Generasi kedua lahir ketika portal-portal internet mulai lahir, salah duanya Naver dan Daum. Daum membuat portal webtoon pada 2003, sementara Naver pada 2004. Pada tahun-tahun inilah seniman webtoon mulai mendapat bayaran.
Lahirnya generasi ketiga ditandai dengan kemunculan gawai pintar. Pada generasi inilah pertumbuhan industri webtoon melonjak tinggi. Menurut Yong Jin, ketika Naver menerbitkan webtoon pada 2005, hanya sekitar 10.000 orang yang menikmati layanan tersebut per harinya. Pada Agustus 2014, jumlah pengunjung layanan webtoon milik Naver mencapai 6,2 juta per hari.

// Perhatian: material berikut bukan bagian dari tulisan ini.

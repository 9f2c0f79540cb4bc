use interlinear_reader::alignment::{split_proportionally, BreakStarters, SourceChunker, SOF_PASUQ};
use interlinear_reader::{align, hebrew_to_number, PhraseGroup};
use proptest::prelude::*;

const VOCAB: [&str; 12] = [
    "כִּי",
    "אֲשֶׁר",
    "אֶת",
    "וַיֹּאמֶר",
    "וְהָיָה",
    "וּבָנָיו",
    "אֱלֹהִים",
    "הָאָרֶץ",
    "נֶפִי",
    "יָבֹא",
    "דָּבָר",
    "בְּנֵי",
];

fn normalized(text: &str) -> String {
    text.replace(SOF_PASUQ, "")
        .split_whitespace()
        .collect::<Vec<_>>()
        .join(" ")
}

fn arb_verse() -> impl Strategy<Value = String> {
    let word = prop::sample::select(VOCAB.to_vec());
    let gap = prop::sample::select(vec![" ", "  ", "\t", " \n "]);
    (prop::collection::vec((word, gap), 0..40), any::<bool>()).prop_map(|(parts, end_mark)| {
        let mut text: String = parts.into_iter().map(|(w, g)| format!("{}{}", w, g)).collect();
        if end_mark {
            text.push(SOF_PASUQ);
        }
        text
    })
}

fn arb_translation() -> impl Strategy<Value = String> {
    prop::collection::vec("[a-zA-Z,.;]{1,12}", 0..60).prop_map(|words| words.join(" "))
}

proptest! {
    #[test]
    fn chunks_rebuild_the_verse(text in arb_verse()) {
        let chunks = SourceChunker::default().chunk(&text);
        prop_assert_eq!(chunks.join(" "), normalized(&text));
        for chunk in &chunks {
            let words = chunk.split(' ').count();
            prop_assert!((1..=3).contains(&words), "chunk {:?} has {} words", chunk, words);
        }
    }

    #[test]
    fn break_starters_only_open_or_follow_the_starter(text in arb_verse()) {
        let starters = BreakStarters::hebrew();
        for chunk in SourceChunker::default().chunk(&text) {
            let words: Vec<&str> = chunk.split(' ').collect();
            for word in words.iter().skip(2) {
                prop_assert!(!starters.is_break_starter(word));
            }
        }
    }

    #[test]
    fn split_has_exact_length_and_balanced_slices(text in arb_translation(), n in 2usize..12) {
        let slices = split_proportionally(&text, n);
        prop_assert_eq!(slices.len(), n);

        let rebuilt: Vec<&str> = slices.iter().map(String::as_str).filter(|s| !s.is_empty()).collect();
        prop_assert_eq!(rebuilt.join(" "), normalized(&text));

        let counts: Vec<usize> = slices.iter().map(|s| s.split_whitespace().count()).collect();
        let max = counts.iter().copied().max().unwrap_or(0);
        let min = counts.iter().copied().min().unwrap_or(0);
        prop_assert!(max - min <= 1);
        prop_assert!(counts.windows(2).all(|w| w[0] >= w[1]));
    }

    #[test]
    fn split_into_one_is_identity(text in ".{0,40}") {
        prop_assert_eq!(split_proportionally(&text, 1), vec![text.clone()]);
    }

    #[test]
    fn alignment_follows_source_chunking(source in arb_verse(), translation in arb_translation()) {
        let chunks = SourceChunker::default().chunk(&source);
        let groups = align(&source, &translation);

        if chunks.is_empty() {
            prop_assert_eq!(groups.len(), usize::from(!translation.is_empty()));
        } else {
            prop_assert_eq!(groups.len(), chunks.len());
            let sources: Vec<String> = groups.iter().map(|g| g.source_phrase.clone()).collect();
            prop_assert_eq!(sources, chunks);
        }
        prop_assert_eq!(align(&source, &translation), groups);
    }

    #[test]
    fn geresh_never_changes_value(label in "[אבגדהוזחטיכלמנסעפצ]{0,3}") {
        prop_assert_eq!(hebrew_to_number(&label), hebrew_to_number(&format!("{}\u{05F3}", label)));
    }
}

#[test]
fn starter_in_second_position_keeps_verse_whole() {
    // three tokens: the particle is absorbed as the first extension
    let groups = align("וְהָיָה כִּי יָבֹא", "and it came to pass that he came");
    assert_eq!(groups.len(), 1);
    assert_eq!(groups[0].translation_phrase, "and it came to pass that he came");

    let groups = align("בְּנֵי הָאָרֶץ כִּי יָבֹא\u{05C3}", "and it came to pass that he came");
    assert_eq!(
        groups,
        vec![
            PhraseGroup::new("בְּנֵי הָאָרֶץ", "and it came to"),
            PhraseGroup::new("כִּי יָבֹא", "pass that he came"),
        ]
    );
}

#[test]
fn irregular_composites() {
    assert_eq!(hebrew_to_number("טו"), 15);
    assert_eq!(hebrew_to_number("טז"), 16);
    assert_eq!(hebrew_to_number(""), 0);
}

Sebagai catatan, yang membedakan webtoon dengan komik asal negara lain salah satunya adalah proses penyajiannya. Jika manga Jepang dibaca secara horizontal dari kanan ke kiri, webtoon dibaca dari atas ke bawah tanpa putus.
Masih dari Jang Wonho dan Song Jung Eun, manhwa pada awalnya terpengaruh gaya komik-komik asing yang lebih dahulu populer secara internasional. Namun, ketika model webtoon mulai muncul, manhwa memasukkan banyak karakter khas masyarakat Korea.
Popularitas webtoon membuatnya dikonsumsi dan diadopsi oleh masyarakat di belahan dunia lain. Salah satu cara yang digunakan oleh penyedia layanan agar webtoon juga terasa lokal adalah menggelar kontes dan edukasi untuk kreator lokal.
Di Indonesia, misalnya, Naver menyelenggarakan “Challenge League and Super Hero Contest” yang memungkinkan para kreator terpilih mengunggah karya mereka di LINE Webtoon besutan perusahaan teknologi tersebut.
Beberapa karya seniman komik Indonesia yang diterbitkan di platform LINE Webtoon pun turut populer. Salah satunya adalah serial berjudul “Terlalu Tampan” karya Mas Okis dan S.M.S. Tidak hanya diterjemahkan ke bahasa Thailand dan Jepang, serial ini juga diangkat ke layar lebar dengan judul sama dan akan dijadwalkan tayang pada 31 Januari 2019.
Masih dari Jang Wonho dan Jung Eun, sejumlah seniman webtoon Korea juga membangun studio dan mengunggah karya webtoon mereka di platform lokal negara-negara luar Korsel.
“Dengan cara ini, webtoon Korea dikonsumsi secara transnasional ... Ini menunjukkan contoh yang jelas tentang ... penciptaan kembali budaya glocal,” jelas mereka.
Kendati industri webtoon tampak melesat, seperti dilaporkan oleh Korea JoongAng Daily, industri manhwa cetak mengalami krisis penjualan yang didorong oleh unduhan ilegal serta menyusutnya besaran pasar manhwa cetak. Situasi ini sama halnya seperti yang dialami oleh industri manga Jepang.
Namun, tidak seperti industri manga yang didukung sungguh oleh pemerintah Jepang, industri manhwa, utamanya webtoon, tidak mendapat dukungan terlalu berarti dari Pemerintah Korea. Yong Jin menuliskan, sebagian penyebabnya adalah karena para seniman webtoon dan manhwa “bekerja sebagai individu, bukan korporasi”.
“Kurangnya kebijakan pemerintah di sektor webtoon, baik legal maupun finansial, adalah hal yang tidak biasa, mengingat pemerintah Korea kontemporer telah mengupayakan kebijakan langsung yang kuat untuk mengembangkan dan melanjutkan gelombang Korea yang ada saat ini,” tulis Yon Jin.